-- Instructions to follow --
Copies of all lines that contain "rows" are needed; take them from the data below.

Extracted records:
============================================================

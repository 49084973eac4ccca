//! Dashboard view: headline cards, charts, search, and recent activity.

use crate::keys::InputMode;
use crate::state::App;
use crate::widgets::{CardValue, MetricCard, ShareGauges, StatusIndicator};
use pulse_core::DashboardMetrics;
use ratatui::{
    layout::{Constraint, Direction, Layout, Rect},
    style::{Modifier, Style},
    text::{Line, Span},
    widgets::{Bar, BarChart, BarGroup, Block, Borders, List, ListItem, Paragraph},
    Frame,
};

pub fn render(f: &mut Frame<'_>, app: &App, area: Rect) {
    let rows = Layout::default()
        .direction(Direction::Vertical)
        .constraints([
            Constraint::Length(3),
            Constraint::Percentage(50),
            Constraint::Min(0),
        ])
        .split(area);

    render_cards(f, app, rows[0]);

    let charts = Layout::default()
        .direction(Direction::Horizontal)
        .constraints([Constraint::Percentage(40), Constraint::Percentage(60)])
        .split(rows[1]);
    let metrics = app.metrics();
    render_contributors(f, app, metrics.as_ref(), charts[0]);
    render_activity_chart(f, app, metrics.as_ref(), charts[1]);

    let data = Layout::default()
        .direction(Direction::Horizontal)
        .constraints([Constraint::Percentage(50), Constraint::Percentage(50)])
        .split(rows[2]);
    render_search(f, app, data[0]);
    render_recent_activity(f, app, data[1]);
}

fn render_cards(f: &mut Frame<'_>, app: &App, area: Rect) {
    let columns = Layout::default()
        .direction(Direction::Horizontal)
        .constraints([Constraint::Ratio(1, 4); 4])
        .split(area);

    let cards = app.metric_cards();
    let (users, posts, comments) = (app.users(), app.posts(), app.comments());
    let values = [
        ("Users", CardValue::for_state(&users, cards.users.map(|n| n.to_string()))),
        ("Posts", CardValue::for_state(&posts, cards.posts.map(|n| n.to_string()))),
        (
            "Comments",
            CardValue::for_state(&comments, cards.comments.map(|n| n.to_string())),
        ),
        (
            "Avg engagement",
            CardValue::from_parts(
                posts.is_error() || comments.is_error(),
                cards.average_engagement.map(|v| format!("{v:.1}")),
            ),
        ),
    ];

    for ((title, value), column) in values.into_iter().zip(columns.iter()) {
        MetricCard {
            title,
            value,
            theme: &app.theme,
        }
        .render(f, *column);
    }
}

/// Placeholder for whichever base collection is holding the charts back.
fn pending_placeholder(app: &App, title: &str) -> Option<StatusIndicator> {
    StatusIndicator::for_state(title, "users", &app.users(), &app.theme)
        .or_else(|| StatusIndicator::for_state(title, "posts", &app.posts(), &app.theme))
        .or_else(|| StatusIndicator::for_state(title, "comments", &app.comments(), &app.theme))
}

fn render_contributors(
    f: &mut Frame<'_>,
    app: &App,
    metrics: Option<&DashboardMetrics>,
    area: Rect,
) {
    let title = "Top contributors";
    match metrics {
        Some(metrics) => ShareGauges {
            title,
            shares: &metrics.contributors,
            theme: &app.theme,
        }
        .render(f, area),
        None => {
            if let Some(placeholder) = pending_placeholder(app, title) {
                placeholder.render(f, area);
            }
        }
    }
}

fn render_activity_chart(
    f: &mut Frame<'_>,
    app: &App,
    metrics: Option<&DashboardMetrics>,
    area: Rect,
) {
    let title = "Posts and comments per user";
    let Some(metrics) = metrics else {
        if let Some(placeholder) = pending_placeholder(app, title) {
            placeholder.render(f, area);
        }
        return;
    };

    let posts_style = Style::default().fg(app.theme.series_color(0));
    let comments_style = Style::default().fg(app.theme.series_color(1));

    let mut chart = BarChart::default()
        .block(
            Block::default()
                .title(Line::from(vec![
                    Span::raw(format!("{title} ")),
                    Span::styled("■ posts ", posts_style),
                    Span::styled("■ comments", comments_style),
                ]))
                .borders(Borders::ALL)
                .border_style(Style::default().fg(app.theme.border)),
        )
        .bar_width(3)
        .bar_gap(0)
        .group_gap(2);

    for activity in &metrics.per_user {
        let group = BarGroup::default().label(Line::from(activity.name.clone())).bars(&[
            Bar::default()
                .value(activity.posts as u64)
                .style(posts_style),
            Bar::default()
                .value(activity.comments as u64)
                .style(comments_style),
        ]);
        chart = chart.data(group);
    }

    f.render_widget(chart, area);
}

fn render_search(f: &mut Frame<'_>, app: &App, area: Rect) {
    let chunks = Layout::default()
        .direction(Direction::Vertical)
        .constraints([Constraint::Length(3), Constraint::Min(0)])
        .split(area);

    let focused = app.mode == InputMode::Search;
    let border = if focused {
        app.theme.border_focus
    } else {
        app.theme.border
    };
    let input = Paragraph::new(app.search.input().to_string()).block(
        Block::default()
            .title("Search posts [/]")
            .borders(Borders::ALL)
            .border_style(Style::default().fg(border)),
    );
    f.render_widget(input, chunks[0]);
    if focused {
        f.set_cursor(cursor_column(chunks[0], app.search.input()), chunks[0].y + 1);
    }

    let results_block = Block::default()
        .title("Results")
        .borders(Borders::ALL)
        .border_style(Style::default().fg(app.theme.border));

    if app.search.is_too_short() {
        let hint = Paragraph::new(format!(
            "Type at least {} characters",
            app.search.min_chars()
        ))
        .style(Style::default().fg(app.theme.text_dim))
        .block(results_block);
        f.render_widget(hint, chunks[1]);
        return;
    }

    let Some(results) = app.search_results() else {
        f.render_widget(results_block, chunks[1]);
        return;
    };
    if let Some(placeholder) = StatusIndicator::for_state("Results", "results", &results, &app.theme)
    {
        placeholder.render(f, chunks[1]);
        return;
    }

    let posts = results.data().map(Vec::as_slice).unwrap_or_default();
    let items: Vec<ListItem> = if posts.is_empty() {
        vec![ListItem::new(Span::styled(
            "No matching posts",
            Style::default().fg(app.theme.text_dim),
        ))]
    } else {
        posts
            .iter()
            .map(|post| {
                ListItem::new(Line::from(vec![
                    Span::styled(format!("#{:<4}", post.id), Style::default().fg(app.theme.text_dim)),
                    Span::raw(post.title.clone()),
                ]))
            })
            .collect()
    };
    f.render_widget(List::new(items).block(results_block), chunks[1]);
}

/// Column just past the typed text, clamped inside the input border.
fn cursor_column(area: Rect, input: &str) -> u16 {
    let typed = u16::try_from(input.chars().count()).unwrap_or(u16::MAX);
    area.x
        .saturating_add(1)
        .saturating_add(typed)
        .min(area.right().saturating_sub(2))
}

fn render_recent_activity(f: &mut Frame<'_>, app: &App, area: Rect) {
    let title = "Recent activity";
    let posts = app.posts();
    if let Some(placeholder) = StatusIndicator::for_state(title, "posts", &posts, &app.theme) {
        placeholder.render(f, area);
        return;
    }

    let comments_failed = app.comments().is_error();
    let items: Vec<ListItem> = app
        .recent_activity()
        .unwrap_or_default()
        .into_iter()
        .map(|item| {
            let comments = if comments_failed {
                "comments unavailable".to_string()
            } else {
                format!("{} comments", item.author_comments)
            };
            ListItem::new(vec![
                Line::from(Span::styled(
                    item.title,
                    Style::default()
                        .fg(app.theme.text)
                        .add_modifier(Modifier::BOLD),
                )),
                Line::from(Span::styled(
                    format!("  {} · {}", item.author, comments),
                    Style::default().fg(app.theme.text_dim),
                )),
            ])
        })
        .collect();

    let list = List::new(items).block(
        Block::default()
            .title(title)
            .borders(Borders::ALL)
            .border_style(Style::default().fg(app.theme.border)),
    );
    f.render_widget(list, area);
}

============================================================

-- Result of the task --
    let rows = Layout::default()
    render_cards(f, app, rows[0]);
        .split(rows[1]);
        .split(rows[2]);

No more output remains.